U.S. Metals, Inc. sold ExxonMobil Corporation stainless steel flanges for use in the construction of refineries on the Gulf Coast. The flanges were designed to be welded to piping and covered with high-temperature coating and insulation. In post-installation testing, ExxonMobil determined the flanges were defective, causing leaks, and decided it was necessary to replace all of them to avoid the risk of fire and explosion. The repair process entailed stripping the coating and insulation, cutting the original flange out of the pipe, removing the gaskets, grinding the pipe surfaces, welding the new flange to the pipe, and replacing the coating and insulation. The repair process delayed operation of the refineries for several weeks.
ExxonMobil sued U.S. Metals for the cost of replacing the flanges and for damages incurred for loss of use of the refineries. U.S. Metals settled with ExxonMobil and sought coverage from its commercial general liability insurer, Liberty Mutual Group, Inc. U.S. Metals sued Liberty Mutual in federal court, and Liberty Mutual won summary judgment, which was then appealed to the Fifth Circuit. The Fifth Circuit issued certified questions to the Texas Supreme Court on various coverage issues presented.
One of the key issues presented was whether the mere incorporation of a defective component part constitutes "physical injury" to the rest of the unit without any other accompanying property damage. The Court held it did not, and noted that although a product whose use or function is diminished by the incorporation of a faulty component can be said to be "injured," that does not necessarily mean there is physical injury, which requires tangible, manifest harm.
Although the installation of the faulty flanges did not cause physical injury to the refineries, the process of replacing the faulty flanges did, since the original welds, coating, insulation, and gaskets were destroyed in the process. As a result, the Court stated the repair costs and damages for the downtime were "property damages" covered by the policy unless excluded by the impaired property exclusion. The Court held the exclusion applied, despite U.S. Metal's argument that the repair process was complicated and entailed damage to other parts of the property. The Court noted the definition of "impaired property" does not restrict how the defective product is to be replaced, and coverage did not depend on details of the replacement process. Instead, the focus is on whether the repair restores the property to use. The impaired property exclusion eliminated coverage for all damages associated with loss of use of the refineries. The only item of damages found to be covered by the Court was the insulation and gaskets destroyed in the repair process, since they were replaced rather than restored to use.
The Court's opinion answers important questions about the "physical injury" requirement and application of the impaired property exclusion, although there are other issues to be aware of with the Court's opinion.
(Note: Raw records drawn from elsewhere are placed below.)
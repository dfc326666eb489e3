//! Rate-limited hand-off of cumulative stream content to the UI.
//!
//! Frames are cumulative, so only the newest one matters: a burst of pushes
//! inside one interval collapses into a single render of the last frame.

use std::fmt;
use std::sync::{Arc, Mutex, MutexGuard};
use std::time::Duration;

use tokio::runtime::Handle;
use tokio::task::JoinHandle;

use crate::model::ToolCall;

/// What the UI callback receives.
#[derive(Debug, Clone, PartialEq, Default)]
pub struct RenderFrame {
    pub content: String,
    pub reasoning_content: String,
    pub completion_tokens: u32,
    pub speed: f64,
    pub tool_calls: Vec<ToolCall>,
    pub error: Option<String>,
}

pub type Renderer = Arc<dyn Fn(&RenderFrame) + Send + Sync>;

#[derive(Default)]
struct Slots {
    /// Newest frame not yet handed to a flush, tagged with its push sequence.
    pending: Option<(u64, RenderFrame)>,
    /// Frame taken by the flush in progress.
    dispatch: Option<(u64, RenderFrame)>,
    next_seq: u64,
    flushing: bool,
    timer: Option<JoinHandle<()>>,
    complete: bool,
}

#[derive(Default)]
struct Display {
    shown_seq: Option<u64>,
    frame: Option<RenderFrame>,
    renders: usize,
}

/// Cheap clone handle; clones share slots, timer and renderer.
#[derive(Clone)]
pub struct RenderBuffer {
    slots: Arc<Mutex<Slots>>,
    // Serialises renderer calls so frames are shown in push order.
    display: Arc<Mutex<Display>>,
    renderer: Renderer,
    interval: Duration,
}

impl fmt::Debug for RenderBuffer {
    fn fmt(&self, f: &mut fmt::Formatter<'_>) -> fmt::Result {
        // one lock at a time; render() nests display -> slots
        let (complete, in_flight) = {
            let slots = self.slots();
            (slots.complete, slots.dispatch.is_some())
        };
        let render_count = self.render_count();
        f.debug_struct("RenderBuffer")
            .field("interval", &self.interval)
            .field("complete", &complete)
            .field("in_flight", &in_flight)
            .field("render_count", &render_count)
            .finish()
    }
}

impl RenderBuffer {
    pub fn new<F>(interval: Duration, renderer: F) -> Self
    where
        F: Fn(&RenderFrame) + Send + Sync + 'static,
    {
        Self::with_renderer(interval, Arc::new(renderer))
    }

    pub fn with_renderer(interval: Duration, renderer: Renderer) -> Self {
        Self {
            slots: Arc::new(Mutex::new(Slots::default())),
            display: Arc::new(Mutex::new(Display::default())),
            renderer,
            interval,
        }
    }

    fn slots(&self) -> MutexGuard<'_, Slots> {
        self.slots.lock().unwrap_or_else(|p| p.into_inner())
    }

    fn display(&self) -> MutexGuard<'_, Display> {
        self.display.lock().unwrap_or_else(|p| p.into_inner())
    }

    /// Replace the pending frame. A flush is scheduled only when none is
    /// scheduled or running; a running flush picks the frame up when it ends.
    pub fn push(&self, frame: RenderFrame) {
        let mut slots = self.slots();
        if slots.complete {
            return;
        }
        let seq = slots.next_seq;
        slots.next_seq += 1;
        slots.pending = Some((seq, frame));
        if slots.timer.is_some() || slots.flushing {
            return;
        }
        if !self.schedule(&mut slots) {
            // No runtime to defer on: render inline.
            let taken = slots.pending.take();
            drop(slots);
            if let Some((seq, frame)) = taken {
                self.render(seq, &frame, false);
            }
        }
    }

    fn schedule(&self, slots: &mut Slots) -> bool {
        let Ok(handle) = Handle::try_current() else {
            return false;
        };
        let this = self.clone();
        let interval = self.interval;
        slots.timer = Some(handle.spawn(async move {
            tokio::time::sleep(interval).await;
            this.run_flush().await;
        }));
        true
    }

    async fn run_flush(&self) {
        let (seq, frame) = {
            let mut slots = self.slots();
            slots.timer = None;
            if slots.flushing || slots.complete {
                return;
            }
            let Some(taken) = slots.pending.take() else {
                return;
            };
            slots.flushing = true;
            slots.dispatch = Some(taken.clone());
            taken
        };

        // next paint opportunity
        tokio::task::yield_now().await;
        self.render(seq, &frame, false);

        let mut slots = self.slots();
        slots.flushing = false;
        slots.dispatch = None;
        if !slots.complete && slots.pending.is_some() && slots.timer.is_none() {
            self.schedule(&mut slots);
        }
    }

    /// Render `frame` unless something newer is already on screen. `last`
    /// renders are allowed after completion; ordinary ones are not.
    fn render(&self, seq: u64, frame: &RenderFrame, last: bool) -> bool {
        let mut display = self.display();
        if !last && self.slots().complete {
            return false;
        }
        if display.shown_seq.is_some_and(|shown| shown >= seq) {
            return false;
        }
        (self.renderer)(frame);
        display.shown_seq = Some(seq);
        display.frame = Some(frame.clone());
        display.renders += 1;
        true
    }

    /// Render whatever is pending right now, skipping the timer.
    pub fn flush_now(&self) -> bool {
        let taken = {
            let mut slots = self.slots();
            if let Some(timer) = slots.timer.take() {
                timer.abort();
            }
            slots.pending.take()
        };
        match taken {
            Some((seq, frame)) => self.render(seq, &frame, false),
            None => false,
        }
    }

    /// One-shot mode: bypass buffering, render `frame` immediately and mark the
    /// buffer complete. Repeated calls re-render the given frame.
    pub fn render_now(&self, frame: RenderFrame) {
        if let Some(seq) = self.seal(true) {
            self.render(seq, &frame, true);
        }
    }

    /// Render the final frame exactly once and stop accepting pushes. Returns
    /// `false` when the buffer was already complete.
    pub fn finish(&self, frame: RenderFrame) -> bool {
        match self.seal(false) {
            Some(seq) => self.render(seq, &frame, true),
            None => false,
        }
    }

    // Cancel the timer, drop pending frames and mark complete; returns the
    // sequence number reserved for the final frame. Without `reseal` an
    // already complete buffer yields `None`, so only one caller wins.
    fn seal(&self, reseal: bool) -> Option<u64> {
        let mut slots = self.slots();
        if slots.complete && !reseal {
            return None;
        }
        if let Some(timer) = slots.timer.take() {
            timer.abort();
        }
        slots.pending = None;
        slots.complete = true;
        let seq = slots.next_seq;
        slots.next_seq += 1;
        Some(seq)
    }

    /// Drop pending output and forget completion, keeping the renderer.
    pub fn clear(&self) {
        let mut slots = self.slots();
        if let Some(timer) = slots.timer.take() {
            timer.abort();
        }
        slots.pending = None;
        slots.complete = false;
    }

    pub fn is_complete(&self) -> bool {
        self.slots().complete
    }

    pub fn has_pending(&self) -> bool {
        self.slots().pending.is_some()
    }

    /// Last frame handed to the renderer.
    pub fn displayed(&self) -> Option<RenderFrame> {
        self.display().frame.clone()
    }

    pub fn render_count(&self) -> usize {
        self.display().renders
    }
}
It was significant to the Court that the flanges had not yet been put into actual use. Instead, their defect was discovered through preliminary testing. Had the flanges been put into operation and a fire or explosion occurred, there would certainly be a physical injury and covered property damage, at least in the areas where an actual failure occurred. It is also significant the Court found coverage for the cost of replacing the insulation and gaskets (the cost of replacing the flanges themselves would be excluded by the "your product" exclusion). That raises the question of whether it would be possible to segregate the cost associated with replacing the insulation and gaskets from costs involved with cutting and re-welding the replacement flanges. It is also important to bear in mind that despite the Court's holding that mere incorporation of a defective part does not equal "physical injury," once destructive repairs are undertaken to replace the component part, the "physical injury" requirement is met.